Is it Lawful for Patients to Record Doctor Visits?

Clinicians and patient groups should work together to develop regulatory guidance on recordings, suggests the review
Clinicians and patient groups should work together to develop regulatory guidance on recordings, suggests the review

A new article published in the Journal of the American Medical Association (JAMA) concludes that physicians should embrace the trend of patients recording clinical encounters.

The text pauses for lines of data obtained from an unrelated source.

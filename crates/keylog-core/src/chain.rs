//! RecordChain: the transaction-ready form of two or three records.
//!
//! A chain is assembled once, at the moment a transaction is built, and is
//! never mutated afterwards. Assembly does not validate; callers run
//! [`crate::validation::validate_chain`] first.

use serde::{Deserialize, Serialize};

use crate::canonical::canonical_chain_bytes;
use crate::crypto::Blake3Hash;
use crate::error::CoreError;
use crate::record::Record;
use crate::types::{RecordPosition, TxId};
use crate::validation::requires_continuation;

/// Supplies the opaque signature attached to each assembled record.
///
/// The core never computes or checks signatures.
pub trait SignatureSource {
    fn signature_for(&self, position: RecordPosition, record: &Record) -> String;
}

/// Attaches `SIGNATURE_<n>_PLACEHOLDER` to record `n`.
#[derive(Debug, Clone, Copy, Default)]
pub struct PlaceholderSignatures;

impl SignatureSource for PlaceholderSignatures {
    fn signature_for(&self, position: RecordPosition, _record: &Record) -> String {
        format!("SIGNATURE_{}_PLACEHOLDER", position.index())
    }
}

/// A record annotated with its position and signature.
#[derive(Debug, Clone, PartialEq, Eq, Serialize, Deserialize)]
pub struct SignedRecord {
    /// 1-based position in the chain.
    #[serde(rename = "recordIndex")]
    pub record_index: u8,

    #[serde(flatten)]
    pub record: Record,

    /// Opaque signature supplied by the caller.
    pub signature: String,
}

impl SignedRecord {
    /// The position of this record, if its index is in range.
    pub fn position(&self) -> Option<RecordPosition> {
        RecordPosition::from_index(self.record_index)
    }
}

/// An ordered chain of 2 or 3 signed records with indices `1, 2[, 3]`.
#[derive(Debug, Clone, PartialEq, Eq, Serialize, Deserialize)]
#[serde(try_from = "ChainRepr")]
pub struct RecordChain {
    records: Vec<SignedRecord>,
}

#[derive(Deserialize)]
struct ChainRepr {
    records: Vec<SignedRecord>,
}

impl TryFrom<ChainRepr> for RecordChain {
    type Error = CoreError;

    fn try_from(repr: ChainRepr) -> Result<Self, Self::Error> {
        Self::from_signed(repr.records)
    }
}

impl RecordChain {
    /// Build a chain from already-signed records, checking length and indices.
    pub fn from_signed(records: Vec<SignedRecord>) -> Result<Self, CoreError> {
        if !(2..=3).contains(&records.len()) {
            return Err(CoreError::DecodingError(format!(
                "chain must hold 2 or 3 records, got {}",
                records.len()
            )));
        }

        for (i, signed) in records.iter().enumerate() {
            let expected = i + 1;
            if usize::from(signed.record_index) != expected {
                return Err(CoreError::DecodingError(format!(
                    "record at position {expected} has index {}",
                    signed.record_index
                )));
            }
        }

        Ok(Self { records })
    }

    /// The signed records in order.
    pub fn records(&self) -> &[SignedRecord] {
        &self.records
    }

    /// Number of records (2 or 3).
    pub fn len(&self) -> usize {
        self.records.len()
    }

    /// Always false; a chain holds at least two records.
    pub fn is_empty(&self) -> bool {
        self.records.is_empty()
    }

    /// Whether the chain carries a continuation record.
    pub fn has_continuation(&self) -> bool {
        self.records.len() == 3
    }

    /// The record at the given position.
    pub fn get(&self, position: RecordPosition) -> Option<&SignedRecord> {
        self.records.get(usize::from(position.index()) - 1)
    }

    /// Canonical CBOR bytes of the chain.
    pub fn canonical_bytes(&self) -> Result<Vec<u8>, CoreError> {
        canonical_chain_bytes(self)
    }

    /// Compute the transaction id (Blake3 hash of canonical bytes).
    pub fn compute_id(&self) -> Result<TxId, CoreError> {
        let bytes = self.canonical_bytes()?;
        Ok(TxId(Blake3Hash::hash(&bytes).0))
    }
}

/// Assemble records into a chain.
///
/// The continuation record is included iff `record2` requires it. When it
/// is required but not supplied, an empty record takes position 3.
pub fn assemble_chain(
    record1: &Record,
    record2: &Record,
    record3: Option<&Record>,
    signatures: &dyn SignatureSource,
) -> RecordChain {
    let sign = |position: RecordPosition, record: &Record| SignedRecord {
        record_index: position.index(),
        signature: signatures.signature_for(position, record),
        record: record.clone(),
    };

    let mut records = vec![
        sign(RecordPosition::First, record1),
        sign(RecordPosition::Second, record2),
    ];

    if requires_continuation(Some(record2)) {
        let continuation = record3.cloned().unwrap_or_default();
        records.push(sign(RecordPosition::Third, &continuation));
    }

    RecordChain { records }
}

/// Assemble with [`PlaceholderSignatures`].
pub fn assemble_chain_with_placeholders(
    record1: &Record,
    record2: &Record,
    record3: Option<&Record>,
) -> RecordChain {
    assemble_chain(record1, record2, record3, &PlaceholderSignatures)
}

On the face of it, covertly recording a physician may appear to be illegal but the converse is true for most states. The practice falls under the legal framework of wiretapping or eavesdropping statutes, which vary at state level. Thirty-nine of the 50 states and the District of Columbia have the ‘single-party consent' rule, meaning that if only one party – the physician or patient – wish to covertly record an encounter then they are legally entitled to do so. On the flipside, the ‘all-party consent' – which stipulates that both parties must consent – applies to the following states: California, Florida, Illinois, Maryland, Massachusetts, Michigan, Montana, New Hampshire, Oregon, Pennsylvania, and Washington.

Health Insurance Probability and Accountability Act (HIPAA) standards only apply if the recording is ‘created or received' by a ‘covered entity'. That includes health plans, healthcare practitioners, and healthcare clearing houses. If the patient-initiated recording is kept by the patient, HIPAA standards do not apply.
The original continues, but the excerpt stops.